Atentos a la pista de salida azuzaban con la
pertinente colleja y: ¡niño al aguaaaaaa!
Desde aquel preciso y tierno instante, no volví a
acercarme al agua sin hacer pie ni por activa ni pasiva. Verán si no, si es
manera de adoptar el nado, el tufo al cloro y el arte del sirenito lanzándote a la piscina de un empujón. Ejerciendo del
desespero por no ahogarte, el talento natural michaelphelpsiano de una criatura de 5 años.
Pero no penséis que toda la culpa de mi apego a
tierra firme fue solamente de ese cenutrio monitor.
Hay un recuerdo como el vaho del baño. Donde me veo
agarrado de pies y manos a los bordes de la bañera evitando el agua con una
flexión magistral de mi tierna columna. Y no digamos si me echabas de improviso
agua en la cara; entraba en colapso respiratorio.
Ya luego, y por propia voluntad; cuando dejé de ser
un niño gilipollas (es imprescindible en la madurez, aceptarte como un
impertinente contemplado por eso de mejorar). Fui capaz de cortarme las uñas de
los pies, calzar una chancleta y hasta ducharme echándome el agua por la cara
con tal de meterme en el baño con mi radiocassette sanyo de 12kgr y perder la
conciencia escuchando música.
¡Ahí fue cuando conocí el amor! ¡Justo ahí!
Escuchando el Whammy
Kiss! con trece años; imaginaos lo largo que se les hizo a hermanas y
cuñados aguantarme. Ese tipo de cosas capaces de trazar un guiñolazo cobalto entre el presente y el pasado, son el mismo
teletipo disuelto en el tiempo por el cual agradezco enormemente la visita de
Gordon McIntyre.
21 años, los mismos que mi hijo mayor con el carnet
de conducción recién adquirido; el mismo que me enseñó a nadar hace diez.
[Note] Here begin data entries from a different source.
//! Test doubles for the hardware collaborators.

use std::cell::RefCell;
use std::collections::HashSet;
use std::ops::Range;

use crate::irq::{Callback, ChannelIrq, CompletionFlag, Dispatcher};
use crate::loader::BlockStorage;
use crate::scale::Window;
use crate::scanout::DisplayLink;

/// Channel status bits kept in two sets per `(line, channel)`.
#[derive(Default)]
pub struct FakeIrq {
    enabled: RefCell<HashSet<(u8, u8)>>,
    pending: RefCell<HashSet<(u8, u8)>>,
}

impl FakeIrq {
    pub fn new() -> Self {
        Self::default()
    }

    pub fn raise(&self, line: u8, channel: u8) {
        self.pending.borrow_mut().insert((line, channel));
    }

    pub fn is_enabled(&self, line: u8, channel: u8) -> bool {
        self.enabled.borrow().contains(&(line, channel))
    }
}

impl ChannelIrq for FakeIrq {
    fn channels(&self) -> u8 {
        16
    }

    fn enable(&self, line: u8, channel: u8) {
        self.enabled.borrow_mut().insert((line, channel));
    }

    fn is_pending(&self, line: u8, channel: u8) -> bool {
        self.pending.borrow().contains(&(line, channel))
    }

    fn acknowledge(&self, line: u8, channel: u8) {
        self.pending.borrow_mut().remove(&(line, channel));
    }
}

#[derive(Clone, Copy, Debug, PartialEq, Eq)]
pub enum MemError {
    Injected,
    OutOfRange,
}

struct Fault {
    range: Range<u64>,
    remaining: u32,
}

/// Byte-addressed storage backed by a `Vec`.
pub struct MemStorage<'a> {
    data: Vec<u8>,
    position: u64,
    faults: Vec<Fault>,
    watch: Option<&'a CompletionFlag>,
    pub seeks: Vec<u64>,
    pub skips: Vec<u64>,
    pub reads: Vec<(u64, usize)>,
    /// Reads issued while the watched transfer was still in flight.
    pub overlapped: usize,
}

impl<'a> MemStorage<'a> {
    pub fn new(data: Vec<u8>) -> Self {
        Self {
            data,
            position: 0,
            faults: Vec::new(),
            watch: None,
            seeks: Vec::new(),
            skips: Vec::new(),
            reads: Vec::new(),
            overlapped: 0,
        }
    }

    /// Frames of `frame_size` bytes at `stride` intervals, every byte of frame
    /// `k` set to `k`.
    pub fn frames(count: u8, frame_size: usize, stride: usize) -> Self {
        let mut data = vec![0xEE; stride * (count as usize - 1) + frame_size];
        for k in 0..count as usize {
            data[k * stride..k * stride + frame_size].fill(k as u8);
        }
        Self::new(data)
    }

    pub fn into_data(self) -> Vec<u8> {
        self.data
    }

    /// Fail the next `times` reads that start inside `range`.
    pub fn fail_at(mut self, range: Range<u64>, times: u32) -> Self {
        self.faults.push(Fault {
            range,
            remaining: times,
        });
        self
    }

    /// Count reads that start while `flag` reports a transfer in flight.
    pub fn watch(mut self, flag: &'a CompletionFlag) -> Self {
        self.watch = Some(flag);
        self
    }
}

impl BlockStorage for MemStorage<'_> {
    type Error = MemError;

    fn seek(&mut self, offset: u64) -> Result<(), MemError> {
        if offset > self.data.len() as u64 {
            return Err(MemError::OutOfRange);
        }
        self.seeks.push(offset);
        self.position = offset;
        Ok(())
    }

    fn skip(&mut self, bytes: u64) -> Result<(), MemError> {
        let to = self.position + bytes;
        if to > self.data.len() as u64 {
            return Err(MemError::OutOfRange);
        }
        self.skips.push(bytes);
        self.position = to;
        Ok(())
    }

    fn read(&mut self, dst: &mut [u8]) -> Result<usize, MemError> {
        if self.watch.is_some_and(|flag| !flag.is_complete()) {
            self.overlapped += 1;
        }
        let at = self.position;
        self.reads.push((at, dst.len()));
        if let Some(fault) = self
            .faults
            .iter_mut()
            .find(|f| f.remaining > 0 && f.range.contains(&at))
        {
            fault.remaining -= 1;
            return Err(MemError::Injected);
        }
        let start = at as usize;
        let end = (start + dst.len()).min(self.data.len());
        let n = end.saturating_sub(start);
        dst[..n].copy_from_slice(&self.data[start..end]);
        self.position += n as u64;
        Ok(n)
    }
}

/// One `begin_frame .. end_frame` bracket seen by [`RecordingDisplay`].
#[derive(Clone, Debug, Default, PartialEq)]
pub struct RecordedFrame {
    pub window: Option<Window>,
    pub transfers: Vec<Vec<u8>>,
    pub ended: bool,
}

impl RecordedFrame {
    pub fn bytes(&self) -> Vec<u8> {
        self.transfers.concat()
    }
}

/// Display link that completes every transfer immediately by raising its
/// channel and running the dispatcher, as the DMA interrupt would.
pub struct RecordingDisplay {
    irq: FakeIrq,
    dispatcher: Dispatcher<1, 1>,
    window: Option<Window>,
    pub frames: Vec<RecordedFrame>,
    /// Transfers started without the completion flag being cleared first.
    pub overruns: usize,
    done: &'static CompletionFlag,
}

const LINE: u8 = 0;
const CHANNEL: u8 = 5;

impl RecordingDisplay {
    /// `on_done` must signal `done`, the flag the scan-out engine waits on.
    pub fn new(on_done: Callback, done: &'static CompletionFlag) -> Self {
        let irq = FakeIrq::new();
        let mut dispatcher = Dispatcher::new();
        dispatcher
            .register(&irq, LINE, CHANNEL, Some(on_done))
            .unwrap();
        Self {
            irq,
            dispatcher,
            window: None,
            frames: Vec::new(),
            overruns: 0,
            done,
        }
    }

    pub fn shown(&self) -> usize {
        self.frames.iter().filter(|f| f.ended).count()
    }
}

impl DisplayLink for RecordingDisplay {
    fn set_output_rectangle(&mut self, window: Window) {
        self.window = Some(window);
    }

    fn begin_frame(&mut self) {
        self.frames.push(RecordedFrame {
            window: self.window,
            ..RecordedFrame::default()
        });
    }

    unsafe fn start_transfer(&mut self, data: &[u8]) {
        if self.done.is_complete() {
            self.overruns += 1;
        }
        if let Some(frame) = self.frames.last_mut() {
            frame.transfers.push(data.to_vec());
        }
        self.irq.raise(LINE, CHANNEL);
        self.dispatcher.on_interrupt(&self.irq, LINE);
    }

    fn end_frame(&mut self) {
        if let Some(frame) = self.frames.last_mut() {
            frame.ended = true;
        }
    }
}

/// A fresh completion flag and the interrupt callback that signals it.
macro_rules! completion {
    () => {{
        static DONE: $crate::irq::CompletionFlag = $crate::irq::CompletionFlag::new();
        fn done() {
            DONE.signal();
        }
        (&DONE, done as $crate::irq::Callback)
    }};
}
pub(crate) use completion;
La vida misma como una sucesión de cimas y
ensenadas, de resbalar, hacer pie y agarrarse con uñas y dientes. Y siempre o
casi, acompañada de una melodía vestida de canción.
Es entonces, justamente entonces, cuando aquellas
colecciones de canciones con poco más de dos décadas. Definen por si mismas un
momento histórico de tu vida.
Y claro, al rememorarlas por trascendentales y
celebrables, adquieren ese halo de ¿melancolía?
Pues no, una época en la que con la incipiente
llegada de internet. Las canciones de Ballboy en sus primeros Ep’s, recogidas
en este álbum, marcaron un punto de inflexión a la hora de rediseñar el
universo anónimo del panorama alternativo.
Años del primer fanzine Pop-Eye, de nuestro
primer programa de radio Canciones desde el Paraíso con la
sintonía de Derribos Arias y aquel: -“me
va a echar de la discoteca, por apoyar el codo sobre el disco”. De la
heroicidad de Fantástico Club y The Sound con sesiones
revitalizantes de contracultura alternativa. Entrevistas a Mark Burgess,
Sidonie, Chucho, Mishima y Raül Refree…
La emoción y vigor del “hazlo tú mismo o con amigos”,
de flyers y carteles. De pasión y
creatividad.
La misma que ahora años más tarde, me tiene ante el
teclado relatando historias que fueron bonitas y hacen que merezca la pena
ensalzar a estos cuatro escoceses de Edimburgo.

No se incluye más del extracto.